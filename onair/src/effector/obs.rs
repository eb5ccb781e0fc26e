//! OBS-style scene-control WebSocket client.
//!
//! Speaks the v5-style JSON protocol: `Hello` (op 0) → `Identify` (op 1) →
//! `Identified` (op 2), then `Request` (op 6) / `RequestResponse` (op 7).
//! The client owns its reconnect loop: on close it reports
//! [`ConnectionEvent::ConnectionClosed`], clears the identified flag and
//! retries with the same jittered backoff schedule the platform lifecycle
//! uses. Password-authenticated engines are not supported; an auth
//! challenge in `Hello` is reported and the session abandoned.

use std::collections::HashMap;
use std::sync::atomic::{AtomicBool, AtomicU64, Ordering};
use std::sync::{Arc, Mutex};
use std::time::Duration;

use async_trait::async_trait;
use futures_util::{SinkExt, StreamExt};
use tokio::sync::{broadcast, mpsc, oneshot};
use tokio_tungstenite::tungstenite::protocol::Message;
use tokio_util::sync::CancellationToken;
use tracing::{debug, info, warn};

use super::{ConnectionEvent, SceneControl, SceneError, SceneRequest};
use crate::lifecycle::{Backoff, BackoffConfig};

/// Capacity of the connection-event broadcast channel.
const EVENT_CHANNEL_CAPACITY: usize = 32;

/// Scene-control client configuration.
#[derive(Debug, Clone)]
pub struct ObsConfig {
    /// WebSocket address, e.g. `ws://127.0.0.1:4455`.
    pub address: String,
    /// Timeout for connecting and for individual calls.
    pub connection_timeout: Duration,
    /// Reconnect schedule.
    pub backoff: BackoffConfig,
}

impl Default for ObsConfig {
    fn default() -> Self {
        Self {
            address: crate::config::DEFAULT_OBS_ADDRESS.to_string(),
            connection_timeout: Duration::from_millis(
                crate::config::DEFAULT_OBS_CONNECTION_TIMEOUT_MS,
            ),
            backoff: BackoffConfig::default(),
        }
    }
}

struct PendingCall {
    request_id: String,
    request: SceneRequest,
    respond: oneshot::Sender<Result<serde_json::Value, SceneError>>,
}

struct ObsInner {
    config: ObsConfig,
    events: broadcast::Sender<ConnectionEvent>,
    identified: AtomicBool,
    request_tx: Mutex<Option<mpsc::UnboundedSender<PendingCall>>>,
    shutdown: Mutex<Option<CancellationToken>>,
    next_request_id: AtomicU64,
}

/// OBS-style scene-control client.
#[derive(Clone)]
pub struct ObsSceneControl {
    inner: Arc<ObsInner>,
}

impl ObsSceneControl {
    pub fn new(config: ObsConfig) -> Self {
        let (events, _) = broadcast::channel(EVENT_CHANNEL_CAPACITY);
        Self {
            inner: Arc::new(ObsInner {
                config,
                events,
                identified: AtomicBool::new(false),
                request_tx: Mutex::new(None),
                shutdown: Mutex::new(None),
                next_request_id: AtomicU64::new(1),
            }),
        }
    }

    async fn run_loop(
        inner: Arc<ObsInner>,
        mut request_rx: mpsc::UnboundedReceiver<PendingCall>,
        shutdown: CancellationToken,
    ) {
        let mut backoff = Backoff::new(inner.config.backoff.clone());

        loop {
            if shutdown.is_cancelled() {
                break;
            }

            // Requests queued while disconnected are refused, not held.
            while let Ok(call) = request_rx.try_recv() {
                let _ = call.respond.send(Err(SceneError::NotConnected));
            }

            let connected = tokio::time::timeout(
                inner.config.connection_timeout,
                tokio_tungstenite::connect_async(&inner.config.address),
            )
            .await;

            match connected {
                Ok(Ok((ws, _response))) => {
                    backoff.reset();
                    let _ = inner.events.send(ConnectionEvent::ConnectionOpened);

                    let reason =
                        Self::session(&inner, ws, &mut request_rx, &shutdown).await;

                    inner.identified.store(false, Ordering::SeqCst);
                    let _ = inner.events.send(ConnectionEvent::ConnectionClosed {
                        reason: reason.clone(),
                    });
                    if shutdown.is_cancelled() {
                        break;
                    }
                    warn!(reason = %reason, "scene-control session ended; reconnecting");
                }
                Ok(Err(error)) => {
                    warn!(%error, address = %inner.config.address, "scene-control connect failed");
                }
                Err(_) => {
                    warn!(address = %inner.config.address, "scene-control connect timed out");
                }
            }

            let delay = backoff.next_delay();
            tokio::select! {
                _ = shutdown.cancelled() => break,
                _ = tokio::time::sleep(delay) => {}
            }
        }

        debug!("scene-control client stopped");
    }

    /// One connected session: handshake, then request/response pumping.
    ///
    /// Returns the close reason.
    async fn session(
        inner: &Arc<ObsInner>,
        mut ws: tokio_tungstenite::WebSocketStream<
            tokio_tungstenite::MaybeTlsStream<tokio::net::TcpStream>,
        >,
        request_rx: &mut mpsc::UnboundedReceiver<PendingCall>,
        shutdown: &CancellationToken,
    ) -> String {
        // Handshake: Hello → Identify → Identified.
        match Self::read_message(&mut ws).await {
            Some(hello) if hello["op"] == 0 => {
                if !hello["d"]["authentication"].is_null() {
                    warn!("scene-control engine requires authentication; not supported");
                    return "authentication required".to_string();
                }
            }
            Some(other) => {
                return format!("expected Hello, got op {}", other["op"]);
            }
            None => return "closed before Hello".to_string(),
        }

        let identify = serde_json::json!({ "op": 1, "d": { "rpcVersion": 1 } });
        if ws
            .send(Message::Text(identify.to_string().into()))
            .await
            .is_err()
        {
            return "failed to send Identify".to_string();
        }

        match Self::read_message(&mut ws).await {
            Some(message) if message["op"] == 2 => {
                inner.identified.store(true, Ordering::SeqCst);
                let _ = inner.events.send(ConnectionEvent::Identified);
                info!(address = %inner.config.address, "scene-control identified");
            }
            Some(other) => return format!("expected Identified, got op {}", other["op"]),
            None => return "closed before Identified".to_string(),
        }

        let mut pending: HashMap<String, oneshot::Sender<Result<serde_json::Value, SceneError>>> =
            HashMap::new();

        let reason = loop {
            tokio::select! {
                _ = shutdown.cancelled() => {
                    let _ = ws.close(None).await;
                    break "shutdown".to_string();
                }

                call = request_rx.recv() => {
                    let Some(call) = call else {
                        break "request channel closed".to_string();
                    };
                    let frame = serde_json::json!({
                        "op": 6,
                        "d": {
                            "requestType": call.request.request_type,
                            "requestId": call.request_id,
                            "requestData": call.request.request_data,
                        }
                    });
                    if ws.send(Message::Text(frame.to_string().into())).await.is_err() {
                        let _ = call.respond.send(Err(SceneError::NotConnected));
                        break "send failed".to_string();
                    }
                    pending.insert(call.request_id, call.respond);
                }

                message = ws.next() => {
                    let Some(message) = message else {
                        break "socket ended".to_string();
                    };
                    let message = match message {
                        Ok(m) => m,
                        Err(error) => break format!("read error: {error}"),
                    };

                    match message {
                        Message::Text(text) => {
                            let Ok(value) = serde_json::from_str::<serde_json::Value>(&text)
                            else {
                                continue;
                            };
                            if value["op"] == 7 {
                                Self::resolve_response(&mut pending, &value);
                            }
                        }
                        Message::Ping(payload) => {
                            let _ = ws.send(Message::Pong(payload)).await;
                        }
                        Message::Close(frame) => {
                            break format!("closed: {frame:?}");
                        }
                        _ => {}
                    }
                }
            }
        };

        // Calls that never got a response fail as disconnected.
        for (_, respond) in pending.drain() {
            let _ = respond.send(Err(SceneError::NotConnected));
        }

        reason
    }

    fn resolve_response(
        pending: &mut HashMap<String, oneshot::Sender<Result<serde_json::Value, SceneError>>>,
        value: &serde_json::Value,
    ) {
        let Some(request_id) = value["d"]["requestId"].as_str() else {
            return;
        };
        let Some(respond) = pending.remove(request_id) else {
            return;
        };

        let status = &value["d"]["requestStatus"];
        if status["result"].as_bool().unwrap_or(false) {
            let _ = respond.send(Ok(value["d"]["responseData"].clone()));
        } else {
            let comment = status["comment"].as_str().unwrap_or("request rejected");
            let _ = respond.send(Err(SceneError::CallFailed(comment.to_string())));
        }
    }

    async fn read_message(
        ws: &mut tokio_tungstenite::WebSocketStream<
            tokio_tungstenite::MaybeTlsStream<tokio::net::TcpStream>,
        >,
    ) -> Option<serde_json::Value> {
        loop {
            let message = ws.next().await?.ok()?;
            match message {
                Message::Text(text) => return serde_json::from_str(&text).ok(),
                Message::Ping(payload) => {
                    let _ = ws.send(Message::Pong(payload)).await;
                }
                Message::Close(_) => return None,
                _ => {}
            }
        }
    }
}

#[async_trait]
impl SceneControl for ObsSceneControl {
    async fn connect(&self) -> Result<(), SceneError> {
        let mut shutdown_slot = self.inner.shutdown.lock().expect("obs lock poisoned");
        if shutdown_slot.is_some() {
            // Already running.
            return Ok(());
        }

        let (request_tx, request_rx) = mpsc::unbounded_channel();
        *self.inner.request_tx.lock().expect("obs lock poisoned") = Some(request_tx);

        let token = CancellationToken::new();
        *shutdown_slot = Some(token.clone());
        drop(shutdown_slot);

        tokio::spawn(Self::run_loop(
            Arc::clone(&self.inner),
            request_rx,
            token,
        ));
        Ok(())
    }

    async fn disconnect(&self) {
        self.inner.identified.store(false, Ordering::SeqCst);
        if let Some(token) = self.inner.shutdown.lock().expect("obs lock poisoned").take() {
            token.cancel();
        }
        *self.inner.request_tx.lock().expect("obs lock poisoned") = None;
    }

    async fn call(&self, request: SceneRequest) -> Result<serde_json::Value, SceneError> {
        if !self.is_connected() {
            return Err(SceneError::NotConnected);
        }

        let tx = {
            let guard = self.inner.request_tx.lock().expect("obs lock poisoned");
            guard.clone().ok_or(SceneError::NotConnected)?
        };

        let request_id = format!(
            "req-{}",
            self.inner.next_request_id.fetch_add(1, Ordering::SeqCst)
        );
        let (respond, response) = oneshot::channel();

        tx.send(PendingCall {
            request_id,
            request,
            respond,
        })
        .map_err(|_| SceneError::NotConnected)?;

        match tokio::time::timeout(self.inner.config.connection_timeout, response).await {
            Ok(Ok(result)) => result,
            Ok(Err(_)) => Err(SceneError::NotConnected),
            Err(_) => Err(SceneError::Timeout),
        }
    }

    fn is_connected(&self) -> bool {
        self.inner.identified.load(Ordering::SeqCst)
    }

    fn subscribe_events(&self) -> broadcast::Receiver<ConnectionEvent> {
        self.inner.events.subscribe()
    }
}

..............................

Your task
Reproduce every line of the material above that has the string "guard".

Response to the exercise
            let guard = self.inner.request_tx.lock().expect("obs lock poisoned");
            guard.clone().ok_or(SceneError::NotConnected)?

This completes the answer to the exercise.